This 2 events looks very few

> For all the rest, the tick should be a good enough update rate,
> considering also that, even at 250Hz, in 4ms PELT never build up more
> then ~8%.

And at 100HZ which is default for arm32, it's almost 20%

>
> [...]
>
>> > .:: Conclusions
>> > ===============
>> >
>> > All that considered, I think I've convinced myself that we really need
>> > to notify schedutil only in these cases:
>> >
>> >  1. enqueue time
>> >     because of the changes in estimated utilization and the
>> >     possibility to just straight to a better OPP
>> >
>> >  2. task tick time
>> >     because of the possible ramp-up of the utilization
>> >
>> > Another case is related to remote CPUs blocked utilization update,
>> > after the recent Vincent's patches.

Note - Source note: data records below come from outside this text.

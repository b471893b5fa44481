use std::io::IsTerminal;
use std::time::Duration;

use owo_colors::OwoColorize;
use terminal_size::{terminal_size, Width};

use crate::pipeline::{GroupSummary, PipelineOutcome, ScoredPlayer};
use crate::selection::Selection;

/// Check if stdout is a TTY (for auto-detecting color support)
pub fn should_use_colors() -> bool {
    std::io::stdout().is_terminal()
}

/// Format a legend score with two decimals.
/// If fallback is true, appends asterisk to mark scores from borrowed weights
pub fn format_score(score: f64, fallback: bool) -> String {
    if fallback {
        format!("{:.2}*", score)
    } else {
        format!("{:.2}", score)
    }
}

/// Format elapsed time at millisecond precision ("1s 250ms")
pub fn format_elapsed(elapsed: Duration) -> String {
    let millis = Duration::from_millis(elapsed.as_millis() as u64);
    humantime::format_duration(millis).to_string()
}

/// Get terminal width, defaulting to None for pipes (unlimited)
fn get_terminal_width() -> Option<usize> {
    terminal_size().map(|(Width(w), _)| w as usize)
}

/// Truncate name to fit available width, accounting for Unicode
fn truncate_name(name: &str, max_width: usize) -> String {
    let chars: Vec<char> = name.chars().collect();
    if chars.len() <= max_width {
        name.to_string()
    } else if max_width > 3 {
        format!("{}...", chars[..max_width - 3].iter().collect::<String>())
    } else {
        chars[..max_width].iter().collect()
    }
}

/// Highest scorer in each position group, in group order.
fn top_scorers(outcome: &PipelineOutcome) -> Vec<&ScoredPlayer> {
    let mut best: Vec<&ScoredPlayer> = Vec::new();
    for scored in &outcome.scored {
        match best.iter_mut().find(|b| b.row.position == scored.row.position) {
            Some(current) if scored.row.legend_score > current.row.legend_score => *current = scored,
            Some(_) => {}
            None => best.push(scored),
        }
    }
    best
}

/// Format the top scorer per position as a table
/// Columns: position (4 chars), score (7 chars, right-aligned), name, id
pub fn format_leaders(outcome: &PipelineOutcome, use_colors: bool) -> String {
    let leaders = top_scorers(outcome);
    if leaders.is_empty() {
        return "No players scored.".to_string();
    }

    let term_width = get_terminal_width();
    let position_width = 4;
    let score_width = 7;
    let separator = "  ";

    leaders
        .iter()
        .map(|scored| {
            let position = format!("{:<width$}", scored.row.position, width = position_width);
            let score = format_score(scored.row.legend_score, scored.detail.used_fallback);
            let score_padded = format!("{:>width$}", score, width = score_width);
            let id = &scored.row.player_id;

            let fixed_width = position_width + score_width + separator.len() * 3 + id.len();
            let name = match term_width {
                Some(width) if width > fixed_width + 10 => {
                    truncate_name(&scored.row.full_name, width - fixed_width)
                }
                Some(_) => truncate_name(&scored.row.full_name, 20),
                None => scored.row.full_name.clone(),
            };

            if use_colors {
                format!(
                    "{}{}{}{}{}{}{}",
                    position.cyan(),
                    separator,
                    score_padded.bold(),
                    separator,
                    name,
                    separator,
                    id.dimmed()
                )
            } else {
                format!(
                    "{}{}{}{}{}{}{}",
                    position, separator, score_padded, separator, name, separator, id
                )
            }
        })
        .collect::<Vec<_>>()
        .join("\n")
}

/// Format the end-of-run summary
pub fn format_summary(outcome: &PipelineOutcome, elapsed: Duration, use_colors: bool) -> String {
    let mut lines = Vec::new();
    let scored_groups = outcome.groups.iter().filter(|g| g.scored).count();

    let headline = format!(
        "Scored {} players across {} positions in {}",
        outcome.scored.len(),
        scored_groups,
        format_elapsed(elapsed)
    );
    lines.push(if use_colors {
        headline.bold().to_string()
    } else {
        headline
    });

    let scores: Vec<f64> = outcome.rows().map(|r| r.legend_score).collect();
    if !scores.is_empty() {
        let min = scores.iter().copied().fold(f64::INFINITY, f64::min);
        let max = scores.iter().copied().fold(f64::NEG_INFINITY, f64::max);
        let mean = scores.iter().sum::<f64>() / scores.len() as f64;
        lines.push(format!(
            "  Score range: {:.2} - {:.2} (mean {:.2})",
            min, max, mean
        ));
    }

    for group in outcome.skipped_groups() {
        lines.push(format!(
            "  Skipped {}: only {} players",
            group.position, group.players
        ));
    }
    if outcome.fallback_scored > 0 {
        lines.push(format!(
            "  Fallback weights: {} players (marked *)",
            outcome.fallback_scored
        ));
    }
    if outcome.unlabeled > 0 {
        lines.push(format!("  No position: {} players", outcome.unlabeled));
    }
    if !outcome.failures.is_empty() {
        let failures = format!("  Failed: {} players", outcome.failures.len());
        lines.push(if use_colors {
            failures.red().to_string()
        } else {
            failures
        });
    }

    lines.join("\n")
}

/// Format the per-group plan shown by `--dry-run`
pub fn format_dry_run(plan: &[GroupSummary], eligible: usize, use_colors: bool) -> String {
    let mut lines = vec![format!(
        "[DRY RUN] {} eligible players in {} position groups",
        eligible,
        plan.len()
    )];
    for group in plan {
        let status = if group.scored { "score" } else { "skip" };
        let line = format!("  {:<4} {:>6}  {}", group.position, group.players, status);
        lines.push(if use_colors && !group.scored {
            line.yellow().to_string()
        } else {
            line
        });
    }
    lines.join("\n")
}

/// Format one player's score breakdown for `--explain`
pub fn format_explain(scored: &ScoredPlayer, use_colors: bool) -> String {
    let detail = &scored.detail;
    let header = format!(
        "{} ({}) {} {}",
        scored.row.full_name,
        scored.row.player_id,
        scored.row.position,
        format_score(scored.row.legend_score, detail.used_fallback)
    );
    let mut lines = vec![if use_colors {
        header.bold().to_string()
    } else {
        header
    }];

    if detail.used_fallback {
        lines.push(format!("  weights borrowed from {}", detail.weights_from));
    }

    for c in &detail.breakdown {
        let mut line = format!(
            "  {:<26} {:>6.2} x {:.3}",
            c.attribute.name(),
            c.score,
            c.weight
        );
        if c.imputed {
            line.push_str("  (no data)");
        }
        lines.push(if use_colors && c.imputed {
            line.dimmed().to_string()
        } else {
            line
        });
    }
    lines.join("\n")
}

/// Format the candidate selection report
/// Note about input rows dropped at load time, if any.
pub fn format_skipped_rows(skipped_rows: usize) -> Option<String> {
    match skipped_rows {
        0 => None,
        1 => Some("  Skipped 1 unreadable input row".to_string()),
        n => Some(format!("  Skipped {} unreadable input rows", n)),
    }
}

pub fn format_selection(selection: &Selection, use_colors: bool) -> String {
    let headline = format!(
        "Selected {} of {} players ({} passed basic filters)",
        selection.candidates.len(),
        selection.considered,
        selection.passed_filters
    );
    let mut lines = vec![if use_colors {
        headline.bold().to_string()
    } else {
        headline
    }];
    for q in &selection.quotas {
        let how = if q.took_all { "all" } else { "top" };
        lines.push(format!(
            "  {:<4} {:>5} of {:>5}  quota {:>4}  ({})",
            q.position.as_str(),
            q.selected,
            q.available,
            q.quota,
            how
        ));
    }
    let eras = selection.era_distribution();
    if !eras.is_empty() {
        lines.push("  Eras:".to_string());
        for (era, count) in eras {
            lines.push(format!("    {:<24} {:>5}", era, count));
        }
    }
    lines.join("\n")
}

#[cfg(test)]
mod tests {
    use super::*;
    use crate::pipeline::{process_players, PipelineOptions};
    use crate::player::PlayerRecord;
    use crate::scoring::ScoringModel;

    fn sample_outcome() -> PipelineOutcome {
        let mut players = Vec::new();
        for (i, name) in ["Tom Brady", "Joe Montana", "Dan Marino"].iter().enumerate() {
            let mut p = PlayerRecord::new(&format!("QB-{}", i), name, "QB");
            p.career_passing_yards = Some(40_000.0 + i as f64 * 10_000.0);
            players.push(p);
        }
        for i in 0..3 {
            players.push(PlayerRecord::new(&format!("KR-{}", i), "Devin Hester", "KR"));
        }
        players.push(PlayerRecord::new("P-0", "Ray Guy", "P"));
        process_players(&players, &PipelineOptions::default(), &ScoringModel::default())
    }

    #[test]
    fn test_format_score() {
        assert_eq!(format_score(87.254, false), "87.25");
        assert_eq!(format_score(50.0, true), "50.00*");
        assert_eq!(format_score(0.0, false), "0.00");
    }

    #[test]
    fn test_format_elapsed() {
        assert_eq!(format_elapsed(Duration::from_micros(1_250_400)), "1s 250ms");
        assert_eq!(format_elapsed(Duration::from_millis(0)), "0s");
    }

    #[test]
    fn test_truncate_name() {
        assert_eq!(truncate_name("Ray Guy", 20), "Ray Guy");
        assert_eq!(truncate_name("Christian Okoye", 10), "Christi...");
        assert_eq!(truncate_name("Ray Guy", 3), "Ray");
    }

    #[test]
    fn test_format_leaders() {
        let outcome = sample_outcome();
        let result = format_leaders(&outcome, false);
        let lines: Vec<&str> = result.lines().collect();
        assert_eq!(lines.len(), 2);
        assert!(lines[0].starts_with("QB"));
        assert!(lines[0].contains("QB-2"));
        assert!(lines[1].starts_with("KR"));
        assert!(lines[1].contains('*'));
    }

    #[test]
    fn test_format_leaders_empty() {
        let outcome = PipelineOutcome::default();
        assert_eq!(format_leaders(&outcome, false), "No players scored.");
    }

    #[test]
    fn test_format_summary() {
        let outcome = sample_outcome();
        let result = format_summary(&outcome, Duration::from_millis(1500), false);
        assert!(result.starts_with("Scored 6 players across 2 positions in 1s 500ms"));
        assert!(result.contains("Score range:"));
        assert!(result.contains("Skipped P: only 1 players"));
        assert!(result.contains("Fallback weights: 3 players"));
        assert!(!result.contains("Failed"));
    }

    #[test]
    fn test_format_skipped_rows() {
        assert_eq!(format_skipped_rows(0), None);
        assert_eq!(
            format_skipped_rows(1).as_deref(),
            Some("  Skipped 1 unreadable input row")
        );
        assert_eq!(
            format_skipped_rows(4).as_deref(),
            Some("  Skipped 4 unreadable input rows")
        );
    }

    #[test]
    fn test_format_dry_run() {
        let plan = vec![
            GroupSummary {
                position: "QB".to_string(),
                players: 12,
                scored: true,
            },
            GroupSummary {
                position: "P".to_string(),
                players: 2,
                scored: false,
            },
        ];
        let result = format_dry_run(&plan, 14, false);
        assert!(result.starts_with("[DRY RUN] 14 eligible players in 2 position groups"));
        assert!(result.contains("QB       12  score"));
        assert!(result.contains("P         2  skip"));
    }

    #[test]
    fn test_format_explain() {
        let outcome = sample_outcome();
        let scored = outcome.find("QB-2").unwrap();
        let result = format_explain(scored, false);
        assert!(result.starts_with("Dan Marino (QB-2) QB"));
        assert!(result.contains("career_passing_yards"));
        assert!(result.contains("(no data)"));
        assert!(!result.contains("borrowed"));
    }
}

Currently indeed:
>> >
>> >   update_blocked_averages()
>> >      update_load_avg()
>> >         --> update schedutil
>> >
>> > and thus, potentially we wake up an IDLE cluster just to reduce its
>> > OPP. If the cluster is in a deep idle state, I'm not entirely sure
>> > this is good from an energy saving standpoint.
>> > However, with the patch I'm proposing we are missing that support,
>> > meaning that an IDLE cluster will get its utilization decayed but we
>> > don't wake it up just to drop its frequency.
>>
>> So more than deciding in the scheduler if we should wake it up or not,
>> we should give a chance to cpufreq to decide if it wants to update the
>> frequency or not as this decision is somehow platform specific: cost
>> of frequency change, clock topology and shared clock, voltage topology
>> ...
>
> Fair enough, then we should keep updating schedutil from that code path.
>
> What about adding a new explicit callback at the end of:
>    update_blocked_averages() ?
>
> Something like:
>
> ---8<---
> diff --git a/kernel/sched/fair.c b/kernel/sched/fair.c
> index cb77407ba485..6eb0f31c656d 100644
> --- a/kernel/sched/fair.c
> +++ b/kernel/sched/fair.c
> @@ -7740,6 +7740,9 @@ static void update_blocked_averages(int cpu)
>         if (done)
>                 rq->has_blocked_load = 0;
>  #endif
> +
> +       cpufreq_update_util(rq, SCHED_CPUFREQ_IDLE);
> +
>         rq_unlock_irqrestore(rq, &rf);
>  }
> ---8<---
>
> Where we can also pass in a new SCHED_CPUFREQ_IDLE flag just to notify
> schedutil that the CPU is currently IDLE?
>
> Could that work?
>
> --
> #include <best/regards.h>
>
> Patrick Bellasi